Senyum mengejek menghias bibir ketua Bu-tong-pai yang cantik itu. Semenjak dia
merampas kedudukan ketua dengan paksa, sudah lima kali dia didatangi tokoh-tokoh
kang-ouw yang agaknya datang karena permintaan para tosu Bu-tong-pai yang
mengundurkan diri. Para tokoh ini merasa penasaran dan membela para tokoh
Bu-tong-pai. Dengan mudahnya semua tokoh yang datang berturut-turut itu
dirobohkan oleh Kwat Lin, ada yang tewas seketika, ada yang terpaksa pergi
membawa luka-luka berat! Dan kini, ayah dan anak yang datang itu merupakan
tokoh-tokoh yang datang ke enam kalinya. Swi Liang dan Swi Nio yang menggandeng
tangan Bu Ong segera minggir dan membiarkan subu mereka seorang diri menghadapi
dua orang tamu itu. Dengan pakaian yang mewah dan indah, dandanan seperti
puteri kerajaan, The Kwat Lin tampak sebagai seorang wanita bangsawan agung
yang memiliki wibawa. Dengan sikap angkuh dia melangkah maju menghadapi dua
orang itu sambil tersenyum. Kedua orang itu berpakaian sederhana, namun dari
sikap mereka yang tenang jelas tampak kegagahan mereka sebagai
pendekar-pendekar penentang kejahatan. Kakek itu biarpun sudah tua, masih
kelihatan sehat dan kuat, jenggot dan kumisnya yang putih menambah keangkeran
wajahnya.Di pinggangnya tergantung sebatang pedang dan dia memandang ketua
Bu-tong-pai dengan sinar mata penuh selidik. Orang ke dua masih muda, paling
banyak tiga puluh tahun usianya, bertubuh tegap dan berwajah tampan gagah. Ada
kemiripan pada wajah kakek dan laiki-laki ini dan memang mereka itu adalah ayah
dan anak yang terkenal sekali namanya sebagai pendekar-pendekar dari dusun
Koan-teng yang menjadi sahabat-sahabat baik dari para tosu Bu-tong-pai. Kakek
Coa Hok memiliki ilmu pedang turunan keluarga Coa yang amat lihai dan ilmu
pedang ini diturunkan pula kepada puteranya itu yang bernama Coa Khi. Ketika
ayah dan anak ini mendengar akan malapetaka yang menimpa para pemimpin
Bu-tong-pai, yaitu munculnya orang termuda dari Cap-sha Sinhiap, seorang wanita
yang merampas kedudukan ketua, kemudian mendengar betapa banyak sahabat-sahabat
kang-ouw yang membela mereka telah roboh di tangan wanita itu, mereka berdua
menjadi marah sekali.

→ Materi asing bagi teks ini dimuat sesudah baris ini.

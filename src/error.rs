//! The single error family of the solving engine.
//!
//! A [`Contradiction`] means the model reached a logically impossible state:
//! a deduction conflicts with a cell that is already fixed, or a clue's
//! feasible range became too small to hold its run. While solving the
//! original puzzle a contradiction is fatal (the puzzle itself is
//! inconsistent); while testing a guess it is expected and simply prunes
//! that branch of the search.

use crate::puzzle::cell::Cell;
use crate::puzzle::line::Orientation;
use thiserror::Error;

/// A detected impossibility in the current grid or line state.
#[derive(Debug, Clone, PartialEq, Eq, Error)]
pub enum Contradiction {
    /// A deduced cell value conflicts with a value already fixed in the grid.
    #[error("{orientation} {index}: cell {position} is already {current:?}, deduced {incoming:?}")]
    CellConflict {
        /// Which orientation the write went through.
        orientation: Orientation,
        /// Index of the line within its orientation.
        index: usize,
        /// Offset of the conflicting cell within the line.
        position: usize,
        /// The value already fixed in the grid.
        current: Cell,
        /// The value the deduction tried to write.
        incoming: Cell,
    },

    /// A clue's feasible range can no longer hold its run.
    #[error("{orientation} {index}: run of {length} cannot fit in [{lo}, {hi}] (line size {size})")]
    ImpossibleRange {
        /// Which orientation the line belongs to.
        orientation: Orientation,
        /// Index of the line within its orientation.
        index: usize,
        /// The run length of the offending clue.
        length: isize,
        /// Earliest feasible start index.
        lo: isize,
        /// Latest feasible end index.
        hi: isize,
        /// The line length.
        size: usize,
    },

    /// More black cells are placed in a line than its clues allow.
    #[error("{orientation} {index}: {placed} black cells placed but clues require {required}")]
    TooManyBlack {
        /// Which orientation the line belongs to.
        orientation: Orientation,
        /// Index of the line within its orientation.
        index: usize,
        /// Black cells currently in the line.
        placed: usize,
        /// Black cells the clues call for.
        required: usize,
    },

    /// More white cells are placed in a line than its clues allow.
    #[error("{orientation} {index}: {placed} white cells placed but clues require {required}")]
    TooManyWhite {
        /// Which orientation the line belongs to.
        orientation: Orientation,
        /// Index of the line within its orientation.
        index: usize,
        /// White cells currently in the line.
        placed: usize,
        /// White cells the clues call for.
        required: usize,
    },

    /// All required black cells are placed but they form the wrong number of runs.
    #[error("{orientation} {index}: {runs} black runs present, clues describe {clues}")]
    RunCountMismatch {
        /// Which orientation the line belongs to.
        orientation: Orientation,
        /// Index of the line within its orientation.
        index: usize,
        /// Maximal black runs currently in the line.
        runs: usize,
        /// Nonzero clues in the line.
        clues: usize,
    },

    /// A segment that must be entirely white contains a black cell.
    #[error("{orientation} {index}: segment [{start}, {end}] must be white but holds a black cell")]
    WhiteSegmentConflict {
        /// Which orientation the line belongs to.
        orientation: Orientation,
        /// Index of the line within its orientation.
        index: usize,
        /// First cell of the segment.
        start: isize,
        /// Last cell of the segment.
        end: isize,
    },
}
//! The cell matrix shared by the row and column lines.

use crate::error::Contradiction;
use crate::puzzle::cell::{Cell, color_counts};
use crate::puzzle::line::{Line, Orientation};
use crate::puzzle::solution::Solution;

/// The tri-state cell matrix together with the row and column lines.
///
/// Rows and columns refer to the same cells, which is why every write goes
/// through [`Grid::write_row`] or [`Grid::write_col`]: a value that
/// conflicts with a cell fixed from the other orientation is reported as a
/// [`Contradiction`] instead of silently corrupting the model.
#[derive(Clone, Debug, PartialEq, Eq)]
pub struct Grid {
    width: usize,
    height: usize,
    cells: Vec<Vec<Cell>>,
    rows: Vec<Line>,
    cols: Vec<Line>,
}

impl Grid {
    /// Build an all-unknown grid from the row and column clue lengths.
    ///
    /// # Panics
    ///
    /// If the clue list lengths do not match the grid dimensions.
    #[must_use]
    pub fn from_clues(
        width: usize,
        height: usize,
        row_clues: &[Vec<usize>],
        col_clues: &[Vec<usize>],
    ) -> Self {
        assert_eq!(row_clues.len(), height, "one clue list per row");
        assert_eq!(col_clues.len(), width, "one clue list per column");

        let rows = row_clues
            .iter()
            .enumerate()
            .map(|(index, lengths)| Line::new(Orientation::Row, index, width, lengths))
            .collect();
        let cols = col_clues
            .iter()
            .enumerate()
            .map(|(index, lengths)| Line::new(Orientation::Column, index, height, lengths))
            .collect();

        Self {
            width,
            height,
            cells: vec![vec![Cell::Unknown; width]; height],
            rows,
            cols,
        }
    }

    /// Number of columns.
    #[must_use]
    pub const fn width(&self) -> usize {
        self.width
    }

    /// Number of rows.
    #[must_use]
    pub const fn height(&self) -> usize {
        self.height
    }

    /// The cell at `(row, col)`.
    #[must_use]
    pub fn cell(&self, row: usize, col: usize) -> Cell {
        self.cells[row][col]
    }

    /// A copy of the `idx`'th row's cells.
    #[must_use]
    pub fn row(&self, idx: usize) -> Vec<Cell> {
        self.cells[idx].clone()
    }

    /// A copy of the `idx`'th column's cells.
    #[must_use]
    pub fn col(&self, idx: usize) -> Vec<Cell> {
        self.cells.iter().map(|row| row[idx]).collect()
    }

    /// The clue metadata of the `idx`'th row.
    #[must_use]
    pub fn row_line(&self, idx: usize) -> &Line {
        &self.rows[idx]
    }

    /// Mutable clue metadata of the `idx`'th row.
    pub fn row_line_mut(&mut self, idx: usize) -> &mut Line {
        &mut self.rows[idx]
    }

    /// The clue metadata of the `idx`'th column.
    #[must_use]
    pub fn col_line(&self, idx: usize) -> &Line {
        &self.cols[idx]
    }

    /// Mutable clue metadata of the `idx`'th column.
    pub fn col_line_mut(&mut self, idx: usize) -> &mut Line {
        &mut self.cols[idx]
    }

    /// Merge deduced values into the `idx`'th row.
    ///
    /// Unknown cells adopt the incoming value; known cells must match it.
    /// Returns the indices that actually changed.
    ///
    /// # Errors
    ///
    /// [`Contradiction::CellConflict`] if an incoming value disagrees with a
    /// cell that is already colored.
    pub fn write_row(&mut self, idx: usize, mask: &[Cell]) -> Result<Vec<usize>, Contradiction> {
        self.merge(Orientation::Row, idx, mask)
    }

    /// Merge deduced values into the `idx`'th column.
    ///
    /// # Errors
    ///
    /// [`Contradiction::CellConflict`] if an incoming value disagrees with a
    /// cell that is already colored.
    pub fn write_col(&mut self, idx: usize, mask: &[Cell]) -> Result<Vec<usize>, Contradiction> {
        self.merge(Orientation::Column, idx, mask)
    }

    fn merge(
        &mut self,
        orientation: Orientation,
        idx: usize,
        mask: &[Cell],
    ) -> Result<Vec<usize>, Contradiction> {
        let mut changed = Vec::new();

        for (position, &incoming) in mask.iter().enumerate() {
            if incoming == Cell::Unknown {
                continue;
            }

            let slot = match orientation {
                Orientation::Row => &mut self.cells[idx][position],
                Orientation::Column => &mut self.cells[position][idx],
            };

            if *slot == Cell::Unknown {
                *slot = incoming;
                changed.push(position);
            } else if *slot != incoming {
                return Err(Contradiction::CellConflict {
                    orientation,
                    index: idx,
                    position,
                    current: *slot,
                    incoming,
                });
            }
        }

        Ok(changed)
    }

    /// Whether every cell has been colored.
    #[must_use]
    pub fn is_solved(&self) -> bool {
        self.cells
            .iter()
            .all(|row| row.iter().all(|cell| cell.is_known()))
    }

    /// Snapshot the current cell matrix as a [`Solution`].
    #[must_use]
    pub fn solution(&self) -> Solution {
        Solution::new(self.cells.clone())
    }

    /// Rows still holding unknown cells, most promising guess target first.
    ///
    /// A row scores `unknowns * width + required_white`; lower is better, so
    /// nearly-finished rows with little white slack are guessed at first.
    /// The ordering only tunes search performance, never correctness.
    #[must_use]
    pub fn rank_guess_rows(&self) -> Vec<usize> {
        let mut ranked: Vec<(usize, usize)> = self
            .cells
            .iter()
            .enumerate()
            .filter_map(|(idx, row)| {
                let unknowns = row.iter().filter(|cell| !cell.is_known()).count();
                (unknowns > 0)
                    .then(|| (unknowns * self.width + self.rows[idx].required_white, idx))
            })
            .collect();
        ranked.sort_unstable();
        ranked.into_iter().map(|(_, idx)| idx).collect()
    }

    /// Candidate grids produced by guessing one unknown cell of row `idx`.
    ///
    /// Each unknown cell yields up to two clones: one colored black (only
    /// while the row still needs black cells) and one colored white (same
    /// guard). Clones keep the original untouched; a failed guess is
    /// discarded, never rolled back.
    #[must_use]
    pub fn row_guesses(&self, idx: usize) -> Vec<Self> {
        let line = &self.rows[idx];
        let (placed_black, placed_white) = color_counts(&self.cells[idx]);

        let mut guesses = Vec::new();
        for position in 0..self.width {
            if self.cells[idx][position].is_known() {
                continue;
            }

            if placed_black < line.required_black {
                let mut guess = self.clone();
                guess.cells[idx][position] = Cell::Black;
                guesses.push(guess);
            }

            if placed_white < line.required_white {
                let mut guess = self.clone();
                guess.cells[idx][position] = Cell::White;
                guesses.push(guess);
            }
        }
        guesses
    }
}

#[cfg(test)]
mod tests {
    use super::*;

    fn two_by_two() -> Grid {
        Grid::from_clues(2, 2, &[vec![1], vec![1]], &[vec![1], vec![1]])
    }

    #[test]
    fn starts_unknown() {
        let grid = two_by_two();
        assert!(!grid.is_solved());
        assert_eq!(grid.row(0), vec![Cell::Unknown, Cell::Unknown]);
        assert_eq!(grid.col(1), vec![Cell::Unknown, Cell::Unknown]);
    }

    #[test]
    fn write_row_adopts_and_reports_changes() {
        let mut grid = two_by_two();
        let changed = grid
            .write_row(0, &[Cell::Black, Cell::Unknown])
            .expect("no conflict");
        assert_eq!(changed, vec![0]);
        assert_eq!(grid.cell(0, 0), Cell::Black);
        assert_eq!(grid.cell(0, 1), Cell::Unknown);
    }

    #[test]
    fn write_matching_value_changes_nothing() {
        let mut grid = two_by_two();
        grid.write_row(0, &[Cell::Black, Cell::White]).unwrap();
        let changed = grid.write_row(0, &[Cell::Black, Cell::White]).unwrap();
        assert!(changed.is_empty());
    }

    #[test]
    fn conflicting_write_is_a_contradiction() {
        let mut grid = two_by_two();
        grid.write_col(0, &[Cell::Black, Cell::Unknown]).unwrap();

        let err = grid
            .write_row(0, &[Cell::White, Cell::Unknown])
            .unwrap_err();
        assert_eq!(
            err,
            Contradiction::CellConflict {
                orientation: Orientation::Row,
                index: 0,
                position: 0,
                current: Cell::Black,
                incoming: Cell::White,
            }
        );
    }

    #[test]
    fn column_writes_land_in_the_right_cells() {
        let mut grid = two_by_two();
        grid.write_col(1, &[Cell::White, Cell::Black]).unwrap();
        assert_eq!(grid.cell(0, 1), Cell::White);
        assert_eq!(grid.cell(1, 1), Cell::Black);
        assert_eq!(grid.cell(0, 0), Cell::Unknown);
    }

    #[test]
    fn solved_once_every_cell_is_known() {
        let mut grid = two_by_two();
        grid.write_row(0, &[Cell::Black, Cell::White]).unwrap();
        assert!(!grid.is_solved());
        grid.write_row(1, &[Cell::White, Cell::Black]).unwrap();
        assert!(grid.is_solved());
    }

    #[test]
    fn guess_ranking_prefers_nearly_finished_rows() {
        let mut grid = Grid::from_clues(
            3,
            2,
            &[vec![1], vec![2]],
            &[vec![1], vec![1], vec![1]],
        );
        grid.write_row(1, &[Cell::Black, Cell::Black, Cell::Unknown])
            .unwrap();

        // row 1 has a single unknown left, row 0 has three
        assert_eq!(grid.rank_guess_rows(), vec![1, 0]);
    }

    #[test]
    fn finished_rows_are_not_guess_targets() {
        let mut grid = two_by_two();
        grid.write_row(0, &[Cell::Black, Cell::White]).unwrap();
        assert_eq!(grid.rank_guess_rows(), vec![1]);
    }

    #[test]
    fn guesses_respect_remaining_color_budgets() {
        let mut grid = two_by_two();
        // row 0 already has its single black cell; only white guesses remain
        grid.write_row(0, &[Cell::Black, Cell::Unknown]).unwrap();

        let guesses = grid.row_guesses(0);
        assert_eq!(guesses.len(), 1);
        assert_eq!(guesses[0].cell(0, 1), Cell::White);
        // the original grid is untouched
        assert_eq!(grid.cell(0, 1), Cell::Unknown);
    }

    #[test]
    fn each_unknown_yields_both_colors_when_allowed() {
        let grid = two_by_two();
        let guesses = grid.row_guesses(0);
        assert_eq!(guesses.len(), 4);
    }
}
//! The puzzle model: cells, clues, lines, the grid, parsing, and rendering.
//!
//! Everything the rule engine operates on lives here. The modules are
//! deliberately small; the interesting logic is in [`crate::rules`] and
//! [`crate::solver`].

pub mod cell;
pub mod clue;
pub mod grid;
pub mod line;
pub mod parse;
pub mod solution;

pub use cell::Cell;
pub use clue::Clue;
pub use grid::Grid;
pub use line::{Line, Orientation};
pub use parse::{ParseError, PuzzleFormat, parse_file, parse_puzzle};
pub use solution::Solution;
//! Rules that deduce cell colors from the current clue ranges.

use crate::error::Contradiction;
use crate::puzzle::cell::Cell;
use crate::puzzle::line::Line;
use crate::rules::{black_runs, covering, covering_excluding};

/// Color the cells every feasible placement of a clue has in common.
///
/// A clue with slack `u` leaves only the middle `length - u` cells of its
/// range fixed; those are black under every placement.
#[allow(clippy::cast_sign_loss)]
pub fn fill_intersections(cells: &mut [Cell], line: &mut Line) -> Result<(), Contradiction> {
    for clue in &line.clues {
        let slack = clue.slack();
        let from = (clue.lo + slack).max(0);
        let to = (clue.hi - slack + 1).min(line.size_i());
        if from < to {
            cells[from as usize..to as usize].fill(Cell::Black);
        }
    }
    Ok(())
}

/// Whiten every cell no clue range covers.
///
/// A line whose clues are all zero-length has no runs at all and is
/// entirely white.
#[allow(clippy::cast_sign_loss)]
pub fn fill_gaps(cells: &mut [Cell], line: &mut Line) -> Result<(), Contradiction> {
    if line.nonzero_clues() == 0 {
        cells.fill(Cell::White);
        return Ok(());
    }

    let first = &line.clues[0];
    let last = &line.clues[line.clues.len() - 1];

    for cell in &mut cells[..first.lo.max(0) as usize] {
        *cell = Cell::White;
    }
    if last.hi + 1 >= 0 {
        let tail = ((last.hi + 1) as usize).min(cells.len());
        for cell in &mut cells[tail..] {
            *cell = Cell::White;
        }
    }
    for pair in line.clues.windows(2) {
        let (gap_from, gap_to) = (pair[0].hi + 1, pair[1].lo);
        for idx in gap_from.max(0)..gap_to.min(line.size_i()) {
            cells[idx as usize] = Cell::White;
        }
    }
    Ok(())
}

/// Whiten the cell just outside a range boundary that is black, when every
/// other clue reaching that boundary is a single cell.
///
/// If `cells[lo]` is black and all other clues covering `lo` have length
/// one, the black cell is a complete run for whichever clue owns it, so
/// `cells[lo - 1]` must be white. Symmetrically at `hi`.
#[allow(clippy::cast_sign_loss)]
pub fn whiten_bounding_cells(cells: &mut [Cell], line: &mut Line) -> Result<(), Contradiction> {
    for idx in 0..line.clues.len() {
        let clue = line.clues[idx];
        if clue.length == 0 {
            continue;
        }

        if cells[clue.lo as usize] == Cell::Black
            && clue.lo >= 1
            && cells[(clue.lo - 1) as usize] == Cell::Unknown
        {
            let others = covering_excluding(&line.clues, idx, clue.lo, clue.lo);
            if !others.is_empty() && others.iter().all(|other| other.length == 1) {
                cells[(clue.lo - 1) as usize] = Cell::White;
            }
        }

        if cells[clue.hi as usize] == Cell::Black
            && clue.hi + 1 < line.size_i()
            && cells[(clue.hi + 1) as usize] == Cell::Unknown
        {
            let others = covering_excluding(&line.clues, idx, clue.hi, clue.hi);
            if !others.is_empty() && others.iter().all(|other| other.length == 1) {
                cells[(clue.hi + 1) as usize] = Cell::White;
            }
        }
    }
    Ok(())
}

/// Whiten the single unknown cell between two black runs whose merged
/// length no covering clue could hold.
#[allow(clippy::cast_sign_loss)]
pub fn close_unknown_gaps(cells: &mut [Cell], line: &mut Line) -> Result<(), Contradiction> {
    let runs = black_runs(cells);
    for pair in runs.windows(2) {
        let (left, right) = (pair[0], pair[1]);
        if right.start - left.end != 2 || cells[(left.end + 1) as usize] != Cell::Unknown {
            continue;
        }

        let merged = left.len() + right.len() + 1;
        let covers = covering(&line.clues, left.end, right.start);
        if !covers.is_empty() && covers.iter().all(|clue| clue.length < merged) {
            cells[(left.end + 1) as usize] = Cell::White;
        }
    }
    Ok(())
}

/// Extend a black cell toward the nearest wall or white cell.
///
/// Let `min_len` be the shortest clue covering a black cell `c`. Whichever
/// run contains `c` is at least `min_len` long, so if a white cell or the
/// wall sits closer than `min_len` on one side, cells on the other side
/// must be black to make up the length.
#[allow(clippy::cast_sign_loss, clippy::cast_possible_wrap)]
pub fn extend_black_runs(cells: &mut [Cell], line: &mut Line) -> Result<(), Contradiction> {
    let size = line.size_i();

    for i in 1..size - 1 {
        let covers = covering(&line.clues, i, i);
        let min_len = covers.iter().map(|clue| clue.length).min().unwrap_or(0);
        if min_len == 0 || cells[i as usize] != Cell::Black {
            continue;
        }

        // extend to the right of a left-bounded black cell
        if cells[(i - 1) as usize] != Cell::Black {
            let mut found = false;
            let mut m = -1;
            let mut j = i - 1;
            while j > (i - min_len).max(-1) {
                m = j;
                if cells[j as usize] == Cell::White {
                    found = true;
                    break;
                }
                j -= 1;
            }

            let from = i + 1;
            let to = if found { m + min_len + 1 } else { min_len };
            if (found || m == 0) && from < to {
                cells[from as usize..(to.min(size)) as usize].fill(Cell::Black);
            }
        }

        // extend to the left of a right-bounded black cell
        if cells[(i + 1) as usize] != Cell::Black {
            let mut found = false;
            let mut n = -1;
            for j in i + 1..(i + min_len).min(size) {
                n = j;
                if cells[j as usize] == Cell::White {
                    found = true;
                    break;
                }
            }

            let from = if found { n - min_len } else { size - min_len };
            let to = i;
            if (found || n == size - 1) && from < to {
                cells[(from.max(0)) as usize..to as usize].fill(Cell::Black);
            }
        }
    }
    Ok(())
}

/// Whiten the boundary cells of a run every covering clue already matches
/// in length. Such a run is complete no matter which clue owns it.
#[allow(clippy::cast_sign_loss)]
pub fn close_finished_runs(cells: &mut [Cell], line: &mut Line) -> Result<(), Contradiction> {
    for run in black_runs(cells) {
        let covers = covering(&line.clues, run.start, run.end);
        if covers.is_empty() || covers.iter().any(|clue| clue.length != run.len()) {
            continue;
        }

        if run.start > 0 {
            cells[(run.start - 1) as usize] = Cell::White;
        }
        if run.end + 1 < line.size_i() {
            cells[(run.end + 1) as usize] = Cell::White;
        }
    }
    Ok(())
}
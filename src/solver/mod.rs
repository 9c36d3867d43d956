//! The propagation engine: line validation, the rule pipeline, and the
//! row/column fixed-point sweep.
//!
//! [`propagate`] applies the rules line by line until a full sweep changes
//! nothing. Many puzzles are solved by propagation alone; the rest hand
//! over to [`search::bifurcate`].

pub mod search;

use crate::error::Contradiction;
use crate::puzzle::cell::{Cell, color_counts};
use crate::puzzle::grid::Grid;
use crate::puzzle::line::Line;
use crate::puzzle::solution::Solution;
use crate::rules::{RULES, black_runs};
use tracing::debug;

/// Counters accumulated over one solve, including any search.
#[derive(Clone, Copy, Debug, Default, PartialEq, Eq)]
pub struct SolveStats {
    /// Full row-and-column sweeps performed.
    pub sweeps: usize,
    /// Lines the rule pipeline was run over, across all sweeps.
    pub lines_examined: usize,
    /// Cells colored by propagation.
    pub cells_colored: usize,
    /// Candidate grids tried during search.
    pub guesses: usize,
    /// Guesses discarded because propagation hit a contradiction.
    pub pruned_branches: usize,
}

/// Knobs for [`solve`].
#[derive(Clone, Copy, Debug)]
pub struct SolveOptions {
    /// Fall back to backtracking search when propagation stalls.
    pub bifurcation: bool,
    /// How many guesses deep the search may nest; `None` is unbounded.
    pub max_depth: Option<usize>,
}

impl Default for SolveOptions {
    fn default() -> Self {
        Self {
            bifurcation: true,
            max_depth: None,
        }
    }
}

/// The outcome of [`solve`].
#[derive(Clone, Debug)]
pub struct SolveReport {
    /// The completed grid, if one was found.
    pub solution: Option<Solution>,
    /// Work counters.
    pub stats: SolveStats,
}

/// Check a line's invariants against its current cells.
///
/// # Errors
///
/// - [`Contradiction::ImpossibleRange`] if a clue's range left the line or
///   became too small for its run;
/// - [`Contradiction::TooManyBlack`] / [`Contradiction::TooManyWhite`] if
///   more cells are colored than the clues allow;
/// - [`Contradiction::RunCountMismatch`] if all required black cells are
///   placed but form the wrong number of runs.
pub fn validate_line(cells: &[Cell], line: &Line) -> Result<(), Contradiction> {
    for clue in &line.clues {
        if clue.slack() < 0 || clue.lo < 0 || clue.hi >= line.size_i() {
            return Err(Contradiction::ImpossibleRange {
                orientation: line.orientation,
                index: line.index,
                length: clue.length,
                lo: clue.lo,
                hi: clue.hi,
                size: line.size,
            });
        }
    }

    let (black, white) = color_counts(cells);
    if black > line.required_black {
        return Err(Contradiction::TooManyBlack {
            orientation: line.orientation,
            index: line.index,
            placed: black,
            required: line.required_black,
        });
    }
    if white > line.required_white {
        return Err(Contradiction::TooManyWhite {
            orientation: line.orientation,
            index: line.index,
            placed: white,
            required: line.required_white,
        });
    }

    if black == line.required_black {
        let runs = black_runs(cells).len();
        if runs != line.nonzero_clues() {
            return Err(Contradiction::RunCountMismatch {
                orientation: line.orientation,
                index: line.index,
                runs,
                clues: line.nonzero_clues(),
            });
        }
    }
    Ok(())
}

/// Run the whole rule pipeline over one line.
///
/// The line is validated before the first rule and after every rule, so a
/// grid that is inconsistent from the start is caught even when no rule
/// would fire. Once no unknown cell remains the rest of the pipeline is
/// skipped.
///
/// # Errors
///
/// Whatever [`validate_line`] or a rule reports.
pub fn apply_rules(cells: &mut [Cell], line: &mut Line) -> Result<(), Contradiction> {
    validate_line(cells, line)?;

    for &(name, rule) in RULES {
        if cells.iter().all(|cell| cell.is_known()) {
            break;
        }

        if tracing::enabled!(tracing::Level::DEBUG) {
            let cells_before = cells.to_vec();
            let line_before = line.clone();
            rule(cells, line)?;
            if cells_before.as_slice() != cells || line_before != *line {
                let glyphs: String = cells.iter().map(|cell| cell.glyph()).collect();
                debug!(rule = name, line = %line, mask = %glyphs, "rule narrowed the line");
            }
        } else {
            rule(cells, line)?;
        }

        validate_line(cells, line)?;
    }
    Ok(())
}

/// Sweep rows then columns until a full sweep changes neither a cell nor a
/// clue range.
///
/// Returns the solution if the grid is complete afterwards, `None` if
/// propagation stalled with unknown cells left.
///
/// # Errors
///
/// The first [`Contradiction`] any line reports. On the original grid that
/// means the puzzle is inconsistent; during search it prunes the guess.
pub fn propagate(grid: &mut Grid, stats: &mut SolveStats) -> Result<Option<Solution>, Contradiction> {
    let mut changed = true;
    while changed {
        changed = false;
        stats.sweeps += 1;

        for idx in 0..grid.height() {
            stats.lines_examined += 1;
            let mut cells = grid.row(idx);
            let mut line = grid.row_line(idx).clone();
            apply_rules(&mut cells, &mut line)?;

            if line != *grid.row_line(idx) {
                *grid.row_line_mut(idx) = line;
                changed = true;
            }
            let colored = grid.write_row(idx, &cells)?;
            stats.cells_colored += colored.len();
            changed |= !colored.is_empty();
        }

        for idx in 0..grid.width() {
            stats.lines_examined += 1;
            let mut cells = grid.col(idx);
            let mut line = grid.col_line(idx).clone();
            apply_rules(&mut cells, &mut line)?;

            if line != *grid.col_line(idx) {
                *grid.col_line_mut(idx) = line;
                changed = true;
            }
            let colored = grid.write_col(idx, &cells)?;
            stats.cells_colored += colored.len();
            changed |= !colored.is_empty();
        }
    }

    Ok(grid.is_solved().then(|| grid.solution()))
}

/// Solve the grid: propagation first, search if allowed and needed.
///
/// # Errors
///
/// [`Contradiction`] if the puzzle itself is inconsistent. A stalled but
/// consistent grid is not an error; the report simply carries no solution.
pub fn solve(grid: &mut Grid, options: &SolveOptions) -> Result<SolveReport, Contradiction> {
    let mut stats = SolveStats::default();

    if let Some(solution) = propagate(grid, &mut stats)? {
        return Ok(SolveReport {
            solution: Some(solution),
            stats,
        });
    }

    if !options.bifurcation {
        return Ok(SolveReport {
            solution: None,
            stats,
        });
    }

    debug!("propagation stalled, starting search");
    let solution = search::bifurcate(grid, options.max_depth, &mut stats);
    Ok(SolveReport { solution, stats })
}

Sebagai orang-orang yang biasa menentang kejahatan mereka
tidak mempedulikan berita tentang kesaktian wanita itu dan berangkatlah mereka
meninggalkan rumah, berbekal pedang, semangat dan kebenaran, naik ke
Bu-tong-san menjumpai ketua Bu-tong-pai itu. The Kwat Lin bukan seorang bodoh.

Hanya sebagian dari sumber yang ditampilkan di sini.